Firms can be at a competitive disadvantage to the specialized firms due to the distance of the
core product of the company to the other product. Some people view diversification as a
defensive strategy. Firms enter new markets to avoid non-attractive conditions or limited
potential in their current markets. Thus, they move from a position of weakness and not strength
which is usually the case for most firms which diversify into new markets. These firms diversify
to find new opportunities which are not available in their current market. The goal of achieving
sustainability and competitiveness can be achieved by diversifying. Diversified firms have to
compete in a series of individual markets. Diversification does have advantages. One of them is
that it derives cost efficiency rather than market power.

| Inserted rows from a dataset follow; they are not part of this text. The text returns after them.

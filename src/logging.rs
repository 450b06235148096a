//! Diagnostic logging shared by every binary.
//!
//! User-facing traces do not go through here; see [`crate::runner::Tracer`].

use tracing_subscriber::EnvFilter;

/// Default filter when `RUST_LOG` is unset.
pub const DEFAULT_FILTER: &str = "warn";

/// Install a stderr fmt subscriber filtered by `RUST_LOG`.
///
/// Safe to call more than once; later calls are ignored.
pub fn init() {
    let filter =
        EnvFilter::try_from_default_env().unwrap_or_else(|_| EnvFilter::new(DEFAULT_FILTER));
    let _ = tracing_subscriber::fmt()
        .with_env_filter(filter)
        .with_writer(std::io::stderr)
        .with_target(false)
        .try_init();
}
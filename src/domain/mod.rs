//! Domain logic - version strings, tag names and the git command lines built from them

pub mod tag;
pub mod version;

pub use tag::TagName;
pub use version::ProjectVersion;
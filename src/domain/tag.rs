use std::fmt;
use std::path::Path;

use crate::domain::version::ProjectVersion;

/// Version-control program driven by the tagging workflow.
pub const GIT: &str = "git";

/// A composed version tag: `prefix + version + suffix`
#[derive(Debug, Clone, PartialEq, Eq)]
pub struct TagName(String);

impl TagName {
    pub fn compose(prefix: &str, version: &ProjectVersion, suffix: &str) -> Self {
        TagName(format!("{}{}{}", prefix, version, suffix))
    }

    pub fn as_str(&self) -> &str {
        &self.0
    }

    /// Fully-qualified, force-update refspec for pushing this tag
    pub fn force_refspec(&self) -> String {
        tag_refspec(&self.0)
    }

    /// Whether `git tag --list` output names exactly this tag
    pub fn listed_in(&self, tag_list: &str) -> bool {
        tag_list.split('\n').any(|line| line == self.0)
    }
}

impl fmt::Display for TagName {
    fn fmt(&self, f: &mut fmt::Formatter<'_>) -> fmt::Result {
        f.write_str(&self.0)
    }
}

impl AsRef<str> for TagName {
    fn as_ref(&self) -> &str {
        &self.0
    }
}

/// `+refs/tags/<tag>`
pub fn tag_refspec(tag: &str) -> String {
    format!("+refs/tags/{}", tag)
}

fn git<const N: usize>(args: [&str; N]) -> Vec<String> {
    std::iter::once(GIT)
        .chain(args)
        .map(str::to_string)
        .collect()
}

fn path_arg(path: &Path) -> String {
    path.to_string_lossy().into_owned()
}

/// `git rev-parse --show-toplevel`
pub fn show_toplevel() -> Vec<String> {
    git(["rev-parse", "--show-toplevel"])
}

/// `git tag --list <tag>`
pub fn list_tag(tag: &TagName) -> Vec<String> {
    git(["tag", "--list", tag.as_str()])
}

/// `git tag -a -m <message> [--force] <tag> [<commit>]`
pub fn annotated_tag(message: &str, tag: &TagName, force: bool, commit: Option<&str>) -> Vec<String> {
    let mut tokens = git(["tag", "-a", "-m", message]);
    if force {
        tokens.push("--force".to_string());
    }
    tokens.push(tag.to_string());
    tokens.extend(commit.map(str::to_string));
    tokens
}

/// `git tag --force <stable-tag> [<commit>]`
pub fn move_tag(tag: &str, commit: Option<&str>) -> Vec<String> {
    let mut tokens = git(["tag", "--force", tag]);
    tokens.extend(commit.map(str::to_string));
    tokens
}

/// `git diff -s --exit-code <file>`: status 0 when unchanged
pub fn diff_quiet(file: &Path) -> Vec<String> {
    git(["diff", "-s", "--exit-code", &path_arg(file)])
}

/// `git commit -m <message> <file>`
pub fn commit_file(message: &str, file: &Path) -> Vec<String> {
    git(["commit", "-m", message, &path_arg(file)])
}

/// `git push`
pub fn push() -> Vec<String> {
    git(["push"])
}

/// `git push [--force] <remote> <refspec>`
pub fn push_ref(remote: &str, refspec: &str, force: bool) -> Vec<String> {
    let mut tokens = push();
    if force {
        tokens.push("--force".to_string());
    }
    tokens.extend([remote.to_string(), refspec.to_string()]);
    tokens
}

International diversified firms can use all
their internal resources and capabilities to exploit the market imperfections existing in markets
around the globe. As a company diversifies itself in different countries managerial constraints
rise. The diversification strategies are influenced by the international experience of the top-level
management. Firms with high foreign operations tend to outperform those firms which have
medium or small foreign operations. Many researchers have researched to see how
diversification impacts the financial stability and profits of the company but unfortunately, the
results were inconclusive. Thus, we cannot say for certain if international diversification impacts
the profitability of a company or not. Diversification increases the number of destinations to
where the product can be exported while introducing new products at old markets, an exporter
can capitalize on different business options. There are many main growth strategies inside
market diversification. They are to increase the number of trade partners and export new
products to old markets.

Limitations

This research was based on the research done by other people. Many researchers have been
researching market diversification. These people live in different parts of the world. The result
that each one has got is different to the other one. Thus, I cannot give a conclusive answer as to
whether the profitability of a firm improves after market diversification. The duration to do the
research was also very little as only 30 days were given to write this research paper
Conclusions

The growing development of the Indian Economy, the impact of globalization and the drive for
privatization have made the FMCG industry more competitive and very volatile.( Elvita Aguiar
and Reddy, Y. V.,2017) The main aim of any firm in the FMCG industry should be to satisfy the
wants and needs of its consumers with its product offerings. (Burak Acikgöz, 2018)The strategy
of market diversification contributes to sustaining a country’s export earnings slowly but surely
ensuring a wider bucket of varieties of merchandise as well as markets. (Redwan Ahmed, Md.
Al-Amin, Md. Tawhidul Islam, 2013) Companies engaging in international activities are rising.
They are doing this by expanding the geographical scale and scope of international operations.
Diversification being too heavy or too light in the global regions causes a downturn in financial
problems. According to the theories, diversified companies would have a higher return and
higher risk than unrelated diversified companies because of the positive correlation of synergies
and business among the related business units. (Myong Jae Lee, SooCheong (Shawn) Jang,
2007) The influence of regional differences and the increased cost of geographic coordination
may reduce the benefits associated with the increased scope of foreign operations. Hence, due to
varying results from across the globe, I cannot be hundred per cent sure that the profit of FMCG
Firms will increase after market diversification.